→ YOUR GOAL: Given the entries that follow, write out exactly the lines starting at the one containing "impl<S: BlobStore + 'static> Deref" and ending at the one containing "link for this", both ends included, and only those.

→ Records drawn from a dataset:

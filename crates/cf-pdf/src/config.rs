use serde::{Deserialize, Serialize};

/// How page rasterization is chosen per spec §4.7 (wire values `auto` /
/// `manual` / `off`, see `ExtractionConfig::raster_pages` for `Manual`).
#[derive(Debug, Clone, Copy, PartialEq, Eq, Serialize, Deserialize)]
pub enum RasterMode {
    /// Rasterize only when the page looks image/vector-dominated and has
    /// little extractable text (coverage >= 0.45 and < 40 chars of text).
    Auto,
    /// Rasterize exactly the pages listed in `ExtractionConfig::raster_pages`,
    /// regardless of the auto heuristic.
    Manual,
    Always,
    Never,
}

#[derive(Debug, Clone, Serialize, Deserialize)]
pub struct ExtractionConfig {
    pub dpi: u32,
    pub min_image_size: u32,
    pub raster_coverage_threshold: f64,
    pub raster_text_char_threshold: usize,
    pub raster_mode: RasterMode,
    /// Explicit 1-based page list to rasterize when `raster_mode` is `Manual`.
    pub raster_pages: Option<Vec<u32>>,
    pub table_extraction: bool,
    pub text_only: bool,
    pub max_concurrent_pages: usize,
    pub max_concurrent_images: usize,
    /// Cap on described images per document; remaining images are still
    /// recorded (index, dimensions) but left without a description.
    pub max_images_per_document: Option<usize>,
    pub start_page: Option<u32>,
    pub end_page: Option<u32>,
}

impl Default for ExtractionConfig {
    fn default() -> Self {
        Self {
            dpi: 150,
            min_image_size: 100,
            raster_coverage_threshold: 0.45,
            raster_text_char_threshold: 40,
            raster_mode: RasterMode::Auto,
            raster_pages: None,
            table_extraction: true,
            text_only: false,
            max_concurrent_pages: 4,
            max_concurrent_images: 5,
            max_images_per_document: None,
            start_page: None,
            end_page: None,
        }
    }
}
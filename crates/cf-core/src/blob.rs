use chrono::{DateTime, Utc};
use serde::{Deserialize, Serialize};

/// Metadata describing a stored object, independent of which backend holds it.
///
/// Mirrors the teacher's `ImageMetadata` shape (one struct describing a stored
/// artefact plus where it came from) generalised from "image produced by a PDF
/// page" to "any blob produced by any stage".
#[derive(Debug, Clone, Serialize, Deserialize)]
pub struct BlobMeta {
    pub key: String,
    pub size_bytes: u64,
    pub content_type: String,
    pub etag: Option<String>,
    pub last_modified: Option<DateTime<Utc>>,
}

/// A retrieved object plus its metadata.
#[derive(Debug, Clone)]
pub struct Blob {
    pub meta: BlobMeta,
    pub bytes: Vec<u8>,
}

--

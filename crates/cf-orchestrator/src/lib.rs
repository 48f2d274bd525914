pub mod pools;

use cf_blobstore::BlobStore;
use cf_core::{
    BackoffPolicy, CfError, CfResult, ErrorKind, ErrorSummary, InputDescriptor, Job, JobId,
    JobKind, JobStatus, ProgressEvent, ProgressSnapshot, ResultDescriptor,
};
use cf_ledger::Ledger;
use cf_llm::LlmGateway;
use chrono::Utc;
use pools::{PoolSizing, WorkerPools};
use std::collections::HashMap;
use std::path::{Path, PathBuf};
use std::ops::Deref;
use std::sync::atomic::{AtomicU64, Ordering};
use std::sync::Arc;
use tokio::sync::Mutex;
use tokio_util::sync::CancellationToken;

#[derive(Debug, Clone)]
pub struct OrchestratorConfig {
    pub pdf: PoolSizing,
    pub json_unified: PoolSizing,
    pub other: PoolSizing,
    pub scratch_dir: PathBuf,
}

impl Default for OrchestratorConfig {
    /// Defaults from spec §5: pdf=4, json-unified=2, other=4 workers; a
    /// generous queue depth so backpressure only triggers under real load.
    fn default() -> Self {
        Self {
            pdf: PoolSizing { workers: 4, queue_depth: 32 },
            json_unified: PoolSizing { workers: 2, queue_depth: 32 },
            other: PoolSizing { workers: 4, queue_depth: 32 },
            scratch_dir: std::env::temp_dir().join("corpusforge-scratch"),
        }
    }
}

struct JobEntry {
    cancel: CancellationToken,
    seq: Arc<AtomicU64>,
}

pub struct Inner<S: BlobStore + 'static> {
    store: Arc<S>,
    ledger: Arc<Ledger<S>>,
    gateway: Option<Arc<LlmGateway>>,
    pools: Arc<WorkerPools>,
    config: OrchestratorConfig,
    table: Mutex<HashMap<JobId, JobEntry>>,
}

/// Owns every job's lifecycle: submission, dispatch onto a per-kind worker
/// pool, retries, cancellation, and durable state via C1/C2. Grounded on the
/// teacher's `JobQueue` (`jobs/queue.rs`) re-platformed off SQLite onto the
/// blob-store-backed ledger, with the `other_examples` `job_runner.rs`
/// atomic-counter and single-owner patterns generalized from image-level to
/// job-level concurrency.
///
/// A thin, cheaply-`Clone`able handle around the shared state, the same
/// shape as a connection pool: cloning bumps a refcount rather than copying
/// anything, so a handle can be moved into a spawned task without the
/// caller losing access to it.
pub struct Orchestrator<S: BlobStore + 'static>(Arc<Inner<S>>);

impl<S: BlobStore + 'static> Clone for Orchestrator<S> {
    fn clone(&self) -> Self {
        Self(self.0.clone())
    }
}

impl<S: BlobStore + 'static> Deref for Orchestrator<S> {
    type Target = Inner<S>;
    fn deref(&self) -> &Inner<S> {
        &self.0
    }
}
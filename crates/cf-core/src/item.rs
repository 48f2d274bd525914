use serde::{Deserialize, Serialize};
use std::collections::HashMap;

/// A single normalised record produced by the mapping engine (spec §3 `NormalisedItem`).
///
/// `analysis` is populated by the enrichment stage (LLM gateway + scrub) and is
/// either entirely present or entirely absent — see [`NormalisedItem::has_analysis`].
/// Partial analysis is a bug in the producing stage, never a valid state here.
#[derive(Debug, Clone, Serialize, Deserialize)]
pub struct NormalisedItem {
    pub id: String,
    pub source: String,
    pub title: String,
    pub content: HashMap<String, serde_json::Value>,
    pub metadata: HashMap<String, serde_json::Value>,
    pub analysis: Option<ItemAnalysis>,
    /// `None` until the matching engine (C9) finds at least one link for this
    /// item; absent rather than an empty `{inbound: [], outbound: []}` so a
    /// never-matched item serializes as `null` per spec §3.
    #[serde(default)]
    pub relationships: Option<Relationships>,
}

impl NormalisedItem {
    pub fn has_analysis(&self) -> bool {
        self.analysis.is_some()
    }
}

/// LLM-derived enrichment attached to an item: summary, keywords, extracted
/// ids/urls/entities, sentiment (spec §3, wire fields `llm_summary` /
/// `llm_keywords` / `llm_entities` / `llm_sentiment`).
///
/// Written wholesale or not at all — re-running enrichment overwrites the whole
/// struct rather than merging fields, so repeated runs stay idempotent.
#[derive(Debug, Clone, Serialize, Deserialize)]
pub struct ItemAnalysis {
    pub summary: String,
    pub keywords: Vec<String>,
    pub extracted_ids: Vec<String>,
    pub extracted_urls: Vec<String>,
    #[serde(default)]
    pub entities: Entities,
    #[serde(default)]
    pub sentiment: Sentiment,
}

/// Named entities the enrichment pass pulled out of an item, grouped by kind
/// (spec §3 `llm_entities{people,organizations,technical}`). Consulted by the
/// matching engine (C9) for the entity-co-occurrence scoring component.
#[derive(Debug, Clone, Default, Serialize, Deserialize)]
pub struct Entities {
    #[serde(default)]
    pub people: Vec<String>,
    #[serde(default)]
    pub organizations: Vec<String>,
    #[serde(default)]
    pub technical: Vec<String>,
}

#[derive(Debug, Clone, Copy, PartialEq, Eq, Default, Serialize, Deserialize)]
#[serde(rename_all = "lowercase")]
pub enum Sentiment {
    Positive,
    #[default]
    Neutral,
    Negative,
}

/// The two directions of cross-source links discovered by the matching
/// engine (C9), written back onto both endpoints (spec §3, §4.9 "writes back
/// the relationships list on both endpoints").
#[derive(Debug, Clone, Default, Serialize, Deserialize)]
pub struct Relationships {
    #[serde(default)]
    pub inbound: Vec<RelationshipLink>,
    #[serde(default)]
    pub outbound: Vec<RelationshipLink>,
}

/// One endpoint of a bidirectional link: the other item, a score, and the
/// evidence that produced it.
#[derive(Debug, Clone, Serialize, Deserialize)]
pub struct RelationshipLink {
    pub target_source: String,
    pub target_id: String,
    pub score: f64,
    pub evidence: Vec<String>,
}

→ EXPECTED OUTPUT:
impl<S: BlobStore + 'static> Deref for Orchestrator<S> {
    type Target = Inner<S>;
    fn deref(&self) -> &Inner<S> {
        &self.0
    }
}
filename crates/cf-core/src/item.rs
repository 48f2d274bd525914
use serde::{Deserialize, Serialize};
use std::collections::HashMap;

/// A single normalised record produced by the mapping engine (spec §3 `NormalisedItem`).
///
/// `analysis` is populated by the enrichment stage (LLM gateway + scrub) and is
/// either entirely present or entirely absent — see [`NormalisedItem::has_analysis`].
/// Partial analysis is a bug in the producing stage, never a valid state here.
#[derive(Debug, Clone, Serialize, Deserialize)]
pub struct NormalisedItem {
    pub id: String,
    pub source: String,
    pub title: String,
    pub content: HashMap<String, serde_json::Value>,
    pub metadata: HashMap<String, serde_json::Value>,
    pub analysis: Option<ItemAnalysis>,
    /// `None` until the matching engine (C9) finds at least one link for this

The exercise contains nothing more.